Sacudidas constantes o hacer deporte en Israel
El reciente conflicto en Medio Oriente, desencadenado tras el ataque de HAMÁS contra Israel y la contundente respuesta hebrea, ha sumido a la región en un estado de incertidumbre y tristeza. Los ataques han cobrado un trágico precio en vidas y han dejado una marca indeleble en la vida de millones de personas en la […]
El reciente conflicto en Medio Oriente, desencadenado tras el ataque de HAMÁS contra Israel y la contundente respuesta hebrea, ha sumido a la región en un estado de incertidumbre y tristeza. Los ataques han cobrado un trágico precio en vidas y han dejado una marca indeleble en la vida de millones de personas en la región. Sin embargo, este conflicto no se ha limitado a las fronteras políticas, sino que ha estado involucrado al deporte israelí desde hace más de 70 años, en los cuales el deporte del estado se ha visto empañado en la complicada situación que se vive día a día.

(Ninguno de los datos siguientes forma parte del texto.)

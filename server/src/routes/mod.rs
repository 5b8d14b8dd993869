//! Router assembly.
//!
//! SYSTEM CONTEXT
//! ==============
//! This module stitches Leptos SSR rendering, the compiled WASM/CSS bundle
//! under `/pkg`, and a health probe into a single Axum router. The message
//! backend is an external service called directly from the browser, so no
//! API routes live here.

#[cfg(test)]
#[path = "mod_test.rs"]
mod mod_test;

use std::path::{Path, PathBuf};
use std::sync::Arc;

use axum::Router;
use axum::http::StatusCode;
use axum::routing::get;
use leptos::prelude::*;
use leptos_axum::{LeptosRoutes, generate_route_list};
use tower_http::compression::CompressionLayer;
use tower_http::services::ServeDir;
use tower_http::trace::TraceLayer;

use crate::config::{ConfigError, ServerConfig};

/// Leptos SSR frontend plus static bundle and health routes.
///
/// # Errors
///
/// Returns an error if the Leptos configuration cannot be loaded (missing or
/// malformed `metadata.leptos` section).
pub fn app(config: &ServerConfig) -> Result<Router, ConfigError> {
    let conf = get_configuration(None).map_err(|e| ConfigError::Leptos(e.to_string()))?;
    let mut leptos_options = conf.leptos_options;
    leptos_options.site_addr = config.bind_addr();
    if let Some(root) = &config.site_root {
        leptos_options.site_root = Arc::from(root.as_str());
    }
    let routes = generate_route_list(client::app::App);

    let leptos_router = Router::new()
        .leptos_routes(&leptos_options, routes, {
            let opts = leptos_options.clone();
            move || client::app::shell(opts.clone())
        })
        .with_state(leptos_options.clone());

    let pkg = pkg_dir(leptos_options.site_root.as_ref());
    tracing::info!(pkg = %pkg.display(), "serving static bundle");

    Ok(Router::new()
        .route("/healthz", get(healthz))
        .merge(leptos_router)
        .nest_service("/pkg", ServeDir::new(pkg))
        .layer(CompressionLayer::new())
        .layer(TraceLayer::new_for_http()))
}

/// Directory holding the compiled WASM, JS glue and stylesheet.
fn pkg_dir(site_root: &str) -> PathBuf {
    Path::new(site_root).join("pkg")
}

async fn healthz() -> StatusCode {
    StatusCode::OK
}
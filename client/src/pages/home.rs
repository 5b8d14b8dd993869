//! Marketing home page composed from deferred sections.
//!
//! ARCHITECTURE
//! ============
//! `HOME_SECTIONS` is the whole composition: six records rendered in order.
//! Each section mounts only after the shell has painted in the browser, so
//! SSR emits just the reserved placeholders. The page holds no state and
//! fetches nothing.

#[cfg(test)]
#[path = "home_test.rs"]
mod home_test;

use leptos::prelude::*;

use crate::components::footer::Footer;
use crate::components::home_sections::{
    CategoriesSection, FeaturedBooksSection, HeroSection, HowItWorksSection, StatsSection, StudyAssistantSection,
};
use crate::components::lazy_section::LazySection;

/// Minimum height reserved for a section before its content mounts.
#[derive(Clone, Copy, Debug, PartialEq, Eq)]
pub enum PlaceholderSize {
    /// 80% of the viewport.
    Tall,
    /// Half the viewport.
    Medium,
    /// A fifth of the viewport.
    Compact,
}

impl PlaceholderSize {
    #[must_use]
    pub fn min_height(self) -> &'static str {
        match self {
            Self::Tall => "80vh",
            Self::Medium => "50vh",
            Self::Compact => "20vh",
        }
    }
}

/// One entry in the home-page composition.
#[derive(Clone, Copy)]
pub struct HomeSection {
    pub name: &'static str,
    pub placeholder: PlaceholderSize,
    pub load: fn() -> AnyView,
}

impl std::fmt::Debug for HomeSection {
    fn fmt(&self, f: &mut std::fmt::Formatter<'_>) -> std::fmt::Result {
        f.debug_struct("HomeSection")
            .field("name", &self.name)
            .field("placeholder", &self.placeholder)
            .finish_non_exhaustive()
    }
}

pub const HOME_SECTIONS: [HomeSection; 6] = [
    HomeSection { name: "hero", placeholder: PlaceholderSize::Tall, load: load_hero },
    HomeSection { name: "stats", placeholder: PlaceholderSize::Compact, load: load_stats },
    HomeSection { name: "assistant", placeholder: PlaceholderSize::Medium, load: load_assistant },
    HomeSection { name: "how-it-works", placeholder: PlaceholderSize::Compact, load: load_how_it_works },
    HomeSection { name: "categories", placeholder: PlaceholderSize::Compact, load: load_categories },
    HomeSection { name: "featured", placeholder: PlaceholderSize::Compact, load: load_featured },
];

fn load_hero() -> AnyView {
    view! { <HeroSection/> }.into_any()
}

fn load_stats() -> AnyView {
    view! { <StatsSection/> }.into_any()
}

fn load_assistant() -> AnyView {
    view! { <StudyAssistantSection/> }.into_any()
}

fn load_how_it_works() -> AnyView {
    view! { <HowItWorksSection/> }.into_any()
}

fn load_categories() -> AnyView {
    view! { <CategoriesSection/> }.into_any()
}

fn load_featured() -> AnyView {
    view! { <FeaturedBooksSection/> }.into_any()
}

#[component]
pub fn HomePage() -> impl IntoView {
    view! {
        <div class="home-page">
            <main class="home-page__main">
                {HOME_SECTIONS.iter().map(|section| view! { <LazySection section=*section/> }).collect::<Vec<_>>()}
            </main>
            <Footer/>
        </div>
    }
}
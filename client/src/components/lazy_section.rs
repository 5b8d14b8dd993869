//! Deferred mount wrapper for home-page sections.

use leptos::prelude::*;

use crate::pages::home::HomeSection;

/// Renders a min-height placeholder until the browser has painted, then swaps
/// in the section's content. Never server-renders the section itself.
#[component]
pub fn LazySection(section: HomeSection) -> impl IntoView {
    let mounted = RwSignal::new(false);

    // Effects only run client-side; wait one frame so the shell paints first.
    Effect::new(move || {
        request_animation_frame(move || mounted.set(true));
    });

    let load = section.load;
    let min_height = section.placeholder.min_height();

    view! {
        <div class="lazy-section" data-section=section.name>
            <Show
                when=move || mounted.get()
                fallback=move || view! { <div class="lazy-section__placeholder" style:min-height=min_height></div> }
            >
                {load()}
            </Show>
        </div>
    }
}
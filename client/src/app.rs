//! Root application component with routing.

use leptos::prelude::*;
use leptos_meta::{MetaTags, Stylesheet, Title, provide_meta_context};
use leptos_router::{
    StaticSegment,
    components::{Route, Router, Routes},
};

use crate::components::navbar::Navbar;
use crate::pages::{home::HomePage, messages::MessagesPage};

/// HTML shell rendered on the server for SSR + hydration.
pub fn shell(options: LeptosOptions) -> impl IntoView {
    view! {
        <!DOCTYPE html>
        <html lang="en">
            <head>
                <meta charset="utf-8"/>
                <meta name="viewport" content="width=device-width, initial-scale=1"/>
                <AutoReload options=options.clone()/>
                <HydrationScripts options/>
                <MetaTags/>
            </head>
            <body>
                <App/>
            </body>
        </html>
    }
}

/// Root application component.
///
/// The navbar sits above every route; pages keep their own state.
#[component]
pub fn App() -> impl IntoView {
    provide_meta_context();

    view! {
        <Stylesheet id="leptos" href="/pkg/bookbazaar.css"/>
        <Title text="BookBazaar"/>

        <Router>
            <Navbar/>
            <Routes fallback=|| "Page not found.".into_view()>
                <Route path=StaticSegment("") view=HomePage/>
                <Route path=StaticSegment("messages") view=MessagesPage/>
            </Routes>
        </Router>
    }
}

La nación de Israel, situada en el volátil Medio Oriente, ha sido una protagonista singular en el mundo del deporte. A lo largo de los años, su posición política y geográfica ha tenido un impacto profundo en su participación en competencias deportivas internacionales, llevando a cambios sustanciales en sus afiliaciones y competencias.
Desde sus primeros días como una entidad deportiva, Israel compitió bajo la Asociación Deportiva Israelí. Sin embargo, fue tras su independencia en 1948 que el país estableció la Federación de Fútbol de Israel (IFA) y se unió a la Confederación Asiática de Fútbol (AFC). Marcando su entrada en el escenario deportivo internacional.
Israel permaneció dentro del organismo cerca de 3 décadas, sin embargo, el tiempo y las crecientes tensiones políticas y los boicots por parte de naciones árabes y musulmanas llevaron a la suspensión de Israel en ciertas competencias deportivas de la AFC. Esto resultó en la exclusión de Israel de eventos importantes en la región, tras esto, en 1974, debido a la creciente hostilidad y la falta de oportunidades en la AFC, Israel dio un giro audaz y se unió a la Unión de Asociaciones Europeas de Fútbol (UEFA). A pesar de su ubicación geográfica en Asia, Israel se convirtió en miembro de pleno derecho de la UEFA, participando en competencias europeas.
A raíz de este movimiento, Israel compitió en la clasificatoria para la Eurocopa y otros torneos europeos bajo su nueva afiliación. No obstante, en deportes como baloncesto y balonmano, Israel continúo participando en competencias de Asia y Medio Oriente, debido a la falta de alternativas adecuadas en Europa.
Sin embargo, las circunstancias políticas cambiantes y los conflictos en la región siguen afectando la participación de Israel en competencias internacionales. Intentos por albergar actividades deportivas importantes han generado controversia y enfrentamientos diplomáticos. Además, la seguridad de los atletas y la logística de los eventos se ven afectadas por la inestabilidad regional.
La historia deportiva de Israel es de adaptación constante a las circunstancias geopolíticas. El deporte y la política a menudo se entrelazan de maneras inesperadas, lo que ha llevado a una experiencia única en el mundo del deporte para esta nación.
Un triste ejemplo fue la masacre de Múnich en los Olímpicos del 72 cuando once miembros del equipo olímpico israelí fueron asesinados por el grupo terrorista Septiembre Negro, que no era más que una parte de Organización para la Liberación de Palestina, encabezada por su jefe Yasir Arafat
Este viaje a través de la historia deportiva de Israel refleja el hecho que, mientras las tensiones políticas sigan evolucionando, el futuro deportivo de Israel continuará siendo un reflejo de su compleja posición en Medio Oriente.